Where does the panel stand on recommended access points – at the moment, I have a BT Home Hub 5 under the stairs which is useless for wifi (admittedly it's sub-optimal positioning, but that's where the telephone line lives) and nothing connects to it? But it pipes the internet through a powerline ethernet adapter to an old BT Home Hub 3 in the bedroom repurposed as an access point. I have that set up now and pretty much everything connects to it, such as all the Sonos devices (which will only connect to a single ssid network).
That said, while the BT Home Hub 3 appears to do well at putting wiffle rays out to devices on the ground floor (I assume the floors and joists don't put up much resistance), the signal upstairs is crap. The Asbestos Palace has solid brick and breezeblock walls and embedded in those walls are wardrobes which my wife has spent the last five years filling with her clothes and shoes, cramming more and more in, and promising that yes, one day, she'll have a clear out. That day, I doubt will ever come and she's not about to stop buying shoes, so assume a growing hyperdense mass of radio frequency-absorbing feminine footwear and clothes that 'don't fit' even though she bought them yesterday and she doesn't appear to have worn them.
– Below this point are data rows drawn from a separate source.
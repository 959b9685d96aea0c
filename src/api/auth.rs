//! Bearer token resolution: a token resolves to either a tenant scope (via
//! the hashed [`crate::model::ApiKey`] table) or one of the two privileged
//! scopes configured at startup (spec §4.1, §6).

use axum::http::HeaderMap;
use uuid::Uuid;

use super::{ApiError, AppState};

#[derive(Debug, Clone, Copy, PartialEq, Eq)]
pub enum AuthScope {
    Tenant(Uuid),
    /// Full access, including the admin-only status summary and every
    /// tenant's tests. The monitor token carries the same scope: the spec
    /// gives it no narrower definition, and a read-only external monitor
    /// has no use for a scope this service can't already express.
    Admin,
}

impl AuthScope {
    /// Resolves `tenant_id` for a route that must be scoped to one tenant;
    /// `Admin` is rejected rather than silently picking a tenant, since
    /// none of these routes accept an explicit tenant id in the path.
    pub fn require_tenant(self) -> Result<Uuid, ApiError> {
        match self {
            AuthScope::Tenant(id) => Ok(id),
            AuthScope::Admin => {
                Err(ApiError::invalid_request("this route requires a tenant-scoped token"))
            }
        }
    }

    pub fn is_admin(self) -> bool {
        matches!(self, AuthScope::Admin)
    }
}

fn bearer_token(headers: &HeaderMap) -> Option<&str> {
    headers.get(axum::http::header::AUTHORIZATION)?.to_str().ok()?.strip_prefix("Bearer ")
}

pub async fn authenticate(state: &AppState, headers: &HeaderMap) -> Result<AuthScope, ApiError> {
    let token = bearer_token(headers).ok_or_else(ApiError::unauthorized)?;

    if token == state.auth.admin_token || token == state.auth.monitor_token {
        return Ok(AuthScope::Admin);
    }

    match state.store.tenant_for_token(token).await {
        Ok(Some(tenant)) => Ok(AuthScope::Tenant(tenant.id)),
        Ok(None) => Err(ApiError::unauthorized()),
        Err(e) => Err(e.into()),
    }
}

#[cfg(test)]
mod tests {
    use super::*;

    #[test]
    fn admin_scope_rejects_require_tenant() {
        assert!(AuthScope::Admin.require_tenant().is_err());
    }

    #[test]
    fn tenant_scope_yields_its_id() {
        let id = Uuid::new_v4();
        assert_eq!(AuthScope::Tenant(id).require_tenant().unwrap(), id);
    }

    #[test]
    fn bearer_token_strips_prefix() {
        let mut headers = HeaderMap::new();
        headers.insert(axum::http::header::AUTHORIZATION, "Bearer abc123".parse().unwrap());
        assert_eq!(bearer_token(&headers), Some("abc123"));
    }

    #[test]
    fn bearer_token_rejects_non_bearer_scheme() {
        let mut headers = HeaderMap::new();
        headers.insert(axum::http::header::AUTHORIZATION, "Basic abc123".parse().unwrap());
        assert_eq!(bearer_token(&headers), None);
    }
}
impl RunnerPool {
    pub fn new(
        store: Store,
        artifacts: ArtifactStore,
        alert: Arc<dyn AlertSink>,
        escalation: Option<Arc<EscalationClient>>,
        sandbox: SandboxConfig,
        scheduler: &SchedulerConfig,
    ) -> Self {
        Self {
            store,
            artifacts,
            alert,
            escalation,
            sandbox,
            worker_count: scheduler.worker_count,
        }
    }

    /// Spawns `worker_count` claim loops, returning their join handles so
    /// the caller can await them during graceful shutdown.
    pub fn spawn_workers(self: &Arc<Self>) -> Vec<tokio::task::JoinHandle<()>> {
        (0..self.worker_count)
            .map(|i| {
                let pool = Arc::clone(self);
                let worker_id = format!("worker-{i}");
                tokio::spawn(async move { pool.worker_loop(worker_id).await })
            })
            .collect()
    }

    /// Spawns the lease-reclaim sweep (spec §4.3 crash recovery): entries
    /// still `leased` past their `leased_until_ts` mean the worker that
    /// held them is gone. Each reclaimed entry gets a synthetic
    /// `infra_degraded` Run so the State Engine sees neither a pass nor a
    /// fail for the lost run (testable property: restart never re-emits a
    /// DOWN alert for a subject already down, and never misreads a lost
    /// run as a recovery).
    pub fn spawn_lease_reclaimer(self: &Arc<Self>) -> tokio::task::JoinHandle<()> {
        let pool = Arc::clone(self);
        tokio::spawn(async move { pool.lease_reclaim_loop().await })
    }

    async fn lease_reclaim_loop(self: Arc<Self>) {
        let mut ticker = tokio::time::interval(Duration::from_secs(LEASE_RECLAIM_INTERVAL_SECS));
        loop {
            ticker.tick().await;
            match self.store.reclaim_abandoned_leases().await {
                Ok(entries) => {
                    for entry in entries {
                        warn!(test_id = %entry.test_id, "reclaiming abandoned lease, recording synthetic infra_degraded run");
                        if let Err(e) = self.record_abandoned_run(entry.test_id).await {
                            error!(error = %e, "failed to record synthetic run for abandoned lease");
                        }
                    }
                }
                Err(e) => error!(error = %e, "failed to reclaim abandoned leases"),
            }
        }
    }

    async fn record_abandoned_run(&self, test_id: Uuid) -> anyhow::Result<()> {
        let test = match self.store.get_test_by_id(test_id).await {
            Ok(test) => test,
            Err(_) => return Ok(()),
        };
        let now = Utc::now();
        let run = Run {
            id: Uuid::new_v4(),
            test_id,
            scheduled_for_ts: now,
            started_at: now,
            finished_at: now,
            status: RunStatus::InfraDegraded,
            elapsed_ms: None,
            error_kind: Some("worker_crash".to_string()),
            error_message: Some(
                "run abandoned: worker lease expired before the run completed".to_string(),
            ),
            final_url: None,
            page_title: None,
            artifacts: Vec::new(),
        };
        self.store.insert_run(&run).await?;
        self.observe_and_alert(&test, run.status, run.error_message.as_deref()).await?;
        Ok(())
    }

    async fn worker_loop(self: Arc<Self>, worker_id: String) {
        loop {
            match self.store.claim_next(&worker_id, default_lease_seconds()).await {
                Ok(Some(entry)) => {
                    if let Err(e) = self.process_claim(&worker_id, entry.test_id, entry.id).await {
                        error!(worker = %worker_id, error = %e, "run processing failed");
                    }
                }
                Ok(None) => tokio::time::sleep(Duration::from_millis(250)).await,
                Err(e) => {
                    error!(worker = %worker_id, error = %e, "failed to claim from run queue");
                    tokio::time::sleep(Duration::from_secs(1)).await;
                }
            }
        }
    }

    async fn process_claim(
        &self,
        worker_id: &str,
        test_id: Uuid,
        queue_entry_id: Uuid,
    ) -> anyhow::Result<()> {
        let test = match self.store.get_test_by_id(test_id).await {
            Ok(test) => test,
            Err(_) => {
                warn!(%test_id, "claimed run for a test that no longer exists");
                self.store.mark_queue_entry_done(queue_entry_id).await?;
                return Ok(());
            }
        };

        if !test.enabled {
            self.store.mark_queue_entry_done(queue_entry_id).await?;
            return Ok(());
        }

        debug!(worker = %worker_id, test = %test.name, "running test");
        let run_id = Uuid::new_v4();
        let scheduled_for_ts = Utc::now();
        let started_at = Utc::now();

        let run = self.execute(&test, run_id, scheduled_for_ts, started_at).await?;
        self.store.insert_run(&run).await?;
        self.store.mark_queue_entry_done(queue_entry_id).await?;
        self.observe_and_alert(&test, run.status, run.error_message.as_deref()).await?;
        Ok(())
    }

    async fn execute(
        &self,
        test: &Test,
        run_id: Uuid,
        scheduled_for_ts: chrono::DateTime<Utc>,
        started_at: chrono::DateTime<Utc>,
    ) -> anyhow::Result<Run> {
        let artifacts_dir = self
            .artifacts
            .prepare_run_dir(test.tenant_id, test.id, run_id)
            .await?;
        let source_path = self.artifacts.source_path(&test.source_blob_ref);
        let wrapper_path = bundled::wrapper_script_path(test.kind)?;

        let invocation = kind::build_invocation(
            test.kind,
            &self.sandbox,
            &wrapper_path,
            &source_path,
            &test.base_url,
            &artifacts_dir,
            test.timeout_seconds,
        );

        let env = vec![(
            "VIGIL_BROWSER_PATH".to_string(),
            self.sandbox.browser_executable_path.clone(),
        )];

        let child_run = child::run(&invocation, test.timeout_seconds, self.sandbox.grace_seconds, &env).await?;

        let finished_at = Utc::now();
        let elapsed_ms = (finished_at - started_at).num_milliseconds().max(0);

        let run = match child_run.outcome {
            child::Outcome::TimedOut => {
                self.write_run_log(test, run_id, &child_run.stdout_lines, &child_run.stderr_lines)
                    .await;
                Run {
                    id: run_id,
                    test_id: test.id,
                    scheduled_for_ts,
                    started_at,
                    finished_at,
                    status: RunStatus::Timeout,
                    elapsed_ms: Some(elapsed_ms),
                    error_kind: Some("timeout".to_string()),
                    error_message: Some(format!(
                        "sandbox child exceeded {}s + {}s grace",
                        test.timeout_seconds, self.sandbox.grace_seconds
                    )),
                    final_url: None,
                    page_title: None,
                    artifacts: self.artifacts.enumerate(test.tenant_id, test.id, run_id).await?,
                }
            }
            child::Outcome::Exited(_) => {
                self.write_run_log(test, run_id, &child_run.stdout_lines, &child_run.stderr_lines)
                    .await;
                match protocol::parse_result_line(&child_run.stdout_lines) {
                    Some(payload) => {
                        // The child already classifies infra-degraded failures
                        // (payload.browser_infra_error / status itself); the
                        // Runner additionally re-checks the message against
                        // its own sentinel list so a child that mis-classifies
                        // a message it didn't recognize still gets caught.
                        let mut status: RunStatus = payload.status.into();
                        if status == RunStatus::Fail
                            && payload
                                .error_message
                                .as_deref()
                                .is_some_and(looks_like_infra_failure)
                        {
                            status = RunStatus::InfraDegraded;
                            warn!(test = %test.name, "classified run as infra-degraded via sentinel match");
                        }
                        Run {
                            id: run_id,
                            test_id: test.id,
                            scheduled_for_ts,
                            started_at,
                            finished_at,
                            status,
                            elapsed_ms: Some(elapsed_ms),
                            error_kind: payload.error_kind,
                            error_message: payload.error_message,
                            final_url: payload.final_url,
                            page_title: payload.page_title,
                            artifacts: self.artifacts.enumerate(test.tenant_id, test.id, run_id).await?,
                        }
                    }
                    None => Run {
                        id: run_id,
                        test_id: test.id,
                        scheduled_for_ts,
                        started_at,
                        finished_at,
                        status: RunStatus::Fail,
                        elapsed_ms: Some(elapsed_ms),
                        error_kind: Some("runner_protocol".to_string()),
                        error_message: Some(
                            "sandbox child exited without a parsable E2E_RESULT_JSON line".to_string(),
                        ),
                        final_url: None,
                        page_title: None,
                        artifacts: self.artifacts.enumerate(test.tenant_id, test.id, run_id).await?,
                    },
                }
            }
        };

        Ok(run)
    }

    async fn write_run_log(&self, test: &Test, run_id: Uuid, stdout: &[String], stderr: &[String]) {
        let mut log = String::new();
        for line in stdout {
            log.push_str(line);
            log.push('\n');
        }
        for line in stderr {
            log.push_str("[stderr] ");
            log.push_str(line);
            log.push('\n');
        }
        if let Err(e) = self
            .artifacts
            .put(test.tenant_id, test.id, run_id, "run.log", log.as_bytes())
            .await
        {
            warn!(error = %e, "failed to write run.log artifact");
        }
    }

    /// Runs the run outcome through the State Engine, persists the updated
    /// state, and dispatches an alert on a debounced edge transition.
    async fn observe_and_alert(&self, test: &Test, status: RunStatus, error_message: Option<&str>) -> anyhow::Result<()> {
        let prior_state = self
            .store
            .get_test_state(test.id)
            .await?
            .unwrap_or_else(|| crate::model::TestState::fresh(test.id, Utc::now()));

        let thresholds = DebounceThresholds {
            down_after_failures: test.down_after_failures,
            up_after_successes: test.up_after_successes,
        };
        let counters = DebounceCounters {
            effective_ok: prior_state.effective_ok,
            fail_streak: prior_state.fail_streak,
            success_streak: prior_state.success_streak,
        };

        let observation = state::observe(counters, thresholds, status);
        let now = Utc::now();

        let mut new_state = prior_state;
        new_state.effective_ok = observation.counters.effective_ok;
        new_state.fail_streak = observation.counters.fail_streak;
        new_state.success_streak = observation.counters.success_streak;
        match status {
            RunStatus::Pass => new_state.last_ok_ts = Some(now),
            RunStatus::Fail | RunStatus::Timeout => new_state.last_fail_ts = Some(now),
            RunStatus::InfraDegraded => {}
        }

        if let Some(transition) = observation.transition {
            new_state.last_alert_ts = Some(now);
            self.dispatch_alert(test, transition, error_message).await;
        }

        self.store.save_test_state(&new_state).await?;
        Ok(())
    }

    async fn dispatch_alert(&self, test: &Test, transition: Transition, error_message: Option<&str>) {
        let summary = match transition {
            Transition::WentDown => format!(
                "test '{}' is now DOWN after {} consecutive failures",
                test.name, test.down_after_failures
            ),
            Transition::WentUp => format!(
                "test '{}' has recovered after {} consecutive passes",
                test.name, test.up_after_successes
            ),
        };
        let message = AlertMessage {
            subject: SubjectId::Test(test.id),
            transition,
            summary,
            detail: error_message.map(str::to_string),
        };
        if let Err(e) = self.alert.send_transition(&message).await {
            error!(error = %e, "failed to dispatch alert");
        } else {
            info!(test = %test.name, ?transition, "alert dispatched");
        }

        if transition == Transition::WentDown
            && let Some(escalation) = self.escalation.clone()
        {
            let alert = Arc::clone(&self.alert);
            let subject = SubjectId::Test(test.id);
            let subject_description = format!("test '{}' ({})", test.name, test.base_url);
            let failing_run_summary = error_message.unwrap_or("no error detail captured").to_string();
            tokio::spawn(async move {
                let prompt = EscalationClient::build_prompt(&subject_description, &failing_run_summary);
                match escalation.run(&prompt).await {
                    Ok(outcome) if outcome.timed_out => {
                        warn!(%subject, "escalation investigation timed out without a report");
                    }
                    Ok(outcome) => {
                        if let Some(report) = outcome.output
                            && let Err(e) = alert.send_escalation_report(&subject, &report).await
                        {
                            error!(%subject, error = %e, "failed to forward escalation report");
                        }
                    }
                    Err(e) => {
                        error!(%subject, error = %e, "escalation investigation failed");
                    }
                }
            });
        }
    }
}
Anyway, wiffle-waffle aside, there's nowhere to plug aerials or anything to boost the Home Hub 3 and I think it's officially a bit shit at putting out a wifi signal. My understanding is that range extenders piggyback the current signal so need a decent signal to start with and can result in congestion etc. so I think I need a more powerful a/p with enough aerials to look like a Russian military base.